• [Provided records]:

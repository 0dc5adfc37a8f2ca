use std::sync::Arc;

use super::super::command::CommandRunner;
use super::super::error::ProbeFailure;
use super::super::fallback::{FallbackChain, Strategy};
use super::super::types::{ByteCounters, MetricKind, RawReading, Sample};
use super::Probe;

/// Interface-name prefixes whose traffic counts towards the totals.
#[derive(Clone, Debug, PartialEq, Eq)]
pub struct InterfaceFilter {
    prefixes: Vec<String>,
}

impl InterfaceFilter {
    pub fn new<I, S>(prefixes: I) -> Self
    where
        I: IntoIterator<Item = S>,
        S: Into<String>,
    {
        InterfaceFilter {
            prefixes: prefixes.into_iter().map(Into::into).collect(),
        }
    }

    pub fn matches(&self, name: &str) -> bool {
        self.prefixes.iter().any(|p| name.starts_with(p.as_str()))
    }
}

/// Total byte counters over allow-listed interfaces.
///
/// The routing table dump is tried first and `netstat -ib` second; either
/// one matching no interface counts as a structural failure.
pub struct NetworkProbe {
    chain: FallbackChain<ByteCounters>,
}

impl NetworkProbe {
    pub fn new(runner: Arc<dyn CommandRunner>, filter: InterfaceFilter) -> Self {
        let chain = FallbackChain::new()
            .then(RoutingTableCounters {
                filter: filter.clone(),
            })
            .then(NetstatCounters { runner, filter });
        NetworkProbe { chain }
    }

    pub fn with_chain(chain: FallbackChain<ByteCounters>) -> Self {
        NetworkProbe { chain }
    }
}

impl Probe for NetworkProbe {
    fn kind(&self) -> MetricKind {
        MetricKind::Network
    }

    fn sample(&self) -> Result<Sample, ProbeFailure> {
        let (source, counters) = self.chain.run()?;
        Ok(Sample::new(source, RawReading::Network(counters)))
    }
}

pub struct RoutingTableCounters {
    filter: InterfaceFilter,
}

impl RoutingTableCounters {
    pub fn new(filter: InterfaceFilter) -> Self {
        RoutingTableCounters { filter }
    }
}

impl Strategy<ByteCounters> for RoutingTableCounters {
    fn name(&self) -> &'static str {
        "sysctl::NET_RT_IFLIST2"
    }

    fn attempt(&self) -> Result<ByteCounters, ProbeFailure> {
        let interfaces = read_interface_table()?;
        sum_matching(
            &self.filter,
            interfaces
                .iter()
                .map(|(name, counters)| (name.as_str(), *counters)),
        )
    }
}

pub struct NetstatCounters {
    runner: Arc<dyn CommandRunner>,
    filter: InterfaceFilter,
}

impl NetstatCounters {
    pub fn new(runner: Arc<dyn CommandRunner>, filter: InterfaceFilter) -> Self {
        NetstatCounters { runner, filter }
    }
}

impl Strategy<ByteCounters> for NetstatCounters {
    fn name(&self) -> &'static str {
        "netstat -ib"
    }

    fn attempt(&self) -> Result<ByteCounters, ProbeFailure> {
        let output = self.runner.run("netstat", &["-ib"])?;
        parse_netstat(&output, &self.filter)
    }
}

fn sum_matching<'a>(
    filter: &InterfaceFilter,
    interfaces: impl Iterator<Item = (&'a str, ByteCounters)>,
) -> Result<ByteCounters, ProbeFailure> {
    let mut total = ByteCounters::default();
    let mut matched = 0usize;
    for (name, counters) in interfaces {
        if filter.matches(name) {
            total.inbound = total.inbound.wrapping_add(counters.inbound);
            total.outbound = total.outbound.wrapping_add(counters.outbound);
            matched += 1;
        }
    }
    if matched == 0 {
        return Err(ProbeFailure::no_data("no matching interfaces"));
    }
    Ok(total)
}

/// Sums the `<Link#n>` rows of `netstat -ib`.
///
/// The address column is blank for some interfaces, so byte columns are
/// located from the end of the row: `... Ibytes Opkts Oerrs Obytes Coll`.
pub fn parse_netstat(output: &str, filter: &InterfaceFilter) -> Result<ByteCounters, ProbeFailure> {
    let mut lines = output.lines();
    let header = lines
        .next()
        .ok_or_else(|| ProbeFailure::parse("netstat printed nothing"))?;
    if !header.trim_start().starts_with("Name") {
        return Err(ProbeFailure::parse(format!("unexpected netstat header: {}", header)));
    }

    let mut rows = Vec::new();
    for line in lines {
        let fields: Vec<&str> = line.split_whitespace().collect();
        if fields.len() < 10 || !fields[2].starts_with("<Link#") {
            continue;
        }
        let name = fields[0].trim_end_matches('*');
        let inbound = fields[fields.len() - 5].parse::<u64>();
        let outbound = fields[fields.len() - 2].parse::<u64>();
        if let (Ok(inbound), Ok(outbound)) = (inbound, outbound) {
            rows.push((name, ByteCounters { inbound, outbound }));
        }
    }
    sum_matching(filter, rows.into_iter())
}

#[cfg(target_os = "macos")]
fn read_interface_table() -> Result<Vec<(String, ByteCounters)>, ProbeFailure> {
    use std::mem::size_of;
    use std::ptr;

    let mut mib = [
        libc::CTL_NET,
        libc::PF_ROUTE,
        0,
        0,
        libc::NET_RT_IFLIST2,
        0,
    ];
    let mut len: libc::size_t = 0;
    let result = unsafe {
        libc::sysctl(
            mib.as_mut_ptr(),
            mib.len() as libc::c_uint,
            ptr::null_mut(),
            &mut len,
            ptr::null_mut(),
            0,
        )
    };
    if result != 0 {
        return Err(ProbeFailure::QueryFailed("sysctl(NET_RT_IFLIST2)", last_errno()));
    }

    let mut buf = vec![0u8; len];
    let result = unsafe {
        libc::sysctl(
            mib.as_mut_ptr(),
            mib.len() as libc::c_uint,
            buf.as_mut_ptr() as *mut libc::c_void,
            &mut len,
            ptr::null_mut(),
            0,
        )
    };
    if result != 0 {
        return Err(ProbeFailure::QueryFailed("sysctl(NET_RT_IFLIST2)", last_errno()));
    }
    buf.truncate(len);

    let mut interfaces = Vec::new();
    let mut offset = 0usize;
    while offset + 4 <= buf.len() {
        let msg_len = u16::from_ne_bytes([buf[offset], buf[offset + 1]]) as usize;
        let msg_type = buf[offset + 3] as libc::c_int;
        if msg_len == 0 {
            break;
        }
        if msg_type == libc::RTM_IFINFO2 && offset + size_of::<libc::if_msghdr2>() <= buf.len() {
            let header: libc::if_msghdr2 = unsafe {
                ptr::read_unaligned(buf.as_ptr().add(offset) as *const libc::if_msghdr2)
            };
            if let Some(name) = interface_name(header.ifm_index as u32) {
                interfaces.push((
                    name,
                    ByteCounters {
                        inbound: header.ifm_data.ifi_ibytes,
                        outbound: header.ifm_data.ifi_obytes,
                    },
                ));
            }
        }
        offset += msg_len;
    }
    Ok(interfaces)
}

#[cfg(target_os = "macos")]
fn interface_name(index: u32) -> Option<String> {
    let mut name = [0 as libc::c_char; libc::IF_NAMESIZE];
    let ptr = unsafe { libc::if_indextoname(index, name.as_mut_ptr()) };
    if ptr.is_null() {
        return None;
    }
    let name = unsafe { std::ffi::CStr::from_ptr(name.as_ptr()) };
    Some(name.to_string_lossy().into_owned())
}

#[cfg(target_os = "macos")]
fn last_errno() -> i32 {
    std::io::Error::last_os_error().raw_os_error().unwrap_or(-1)
}

#[cfg(not(target_os = "macos"))]
fn read_interface_table() -> Result<Vec<(String, ByteCounters)>, ProbeFailure> {
    Err(ProbeFailure::Unsupported("sysctl(NET_RT_IFLIST2)"))
}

• [Problem to solve]:
Check each line of the material for the word "impl". Copy the ones that have it.

• [Answer section]:
impl InterfaceFilter {
impl NetworkProbe {
impl Probe for NetworkProbe {
impl RoutingTableCounters {
impl Strategy<ByteCounters> for RoutingTableCounters {
impl NetstatCounters {
impl Strategy<ByteCounters> for NetstatCounters {
    interfaces: impl Iterator<Item = (&'a str, ByteCounters)>,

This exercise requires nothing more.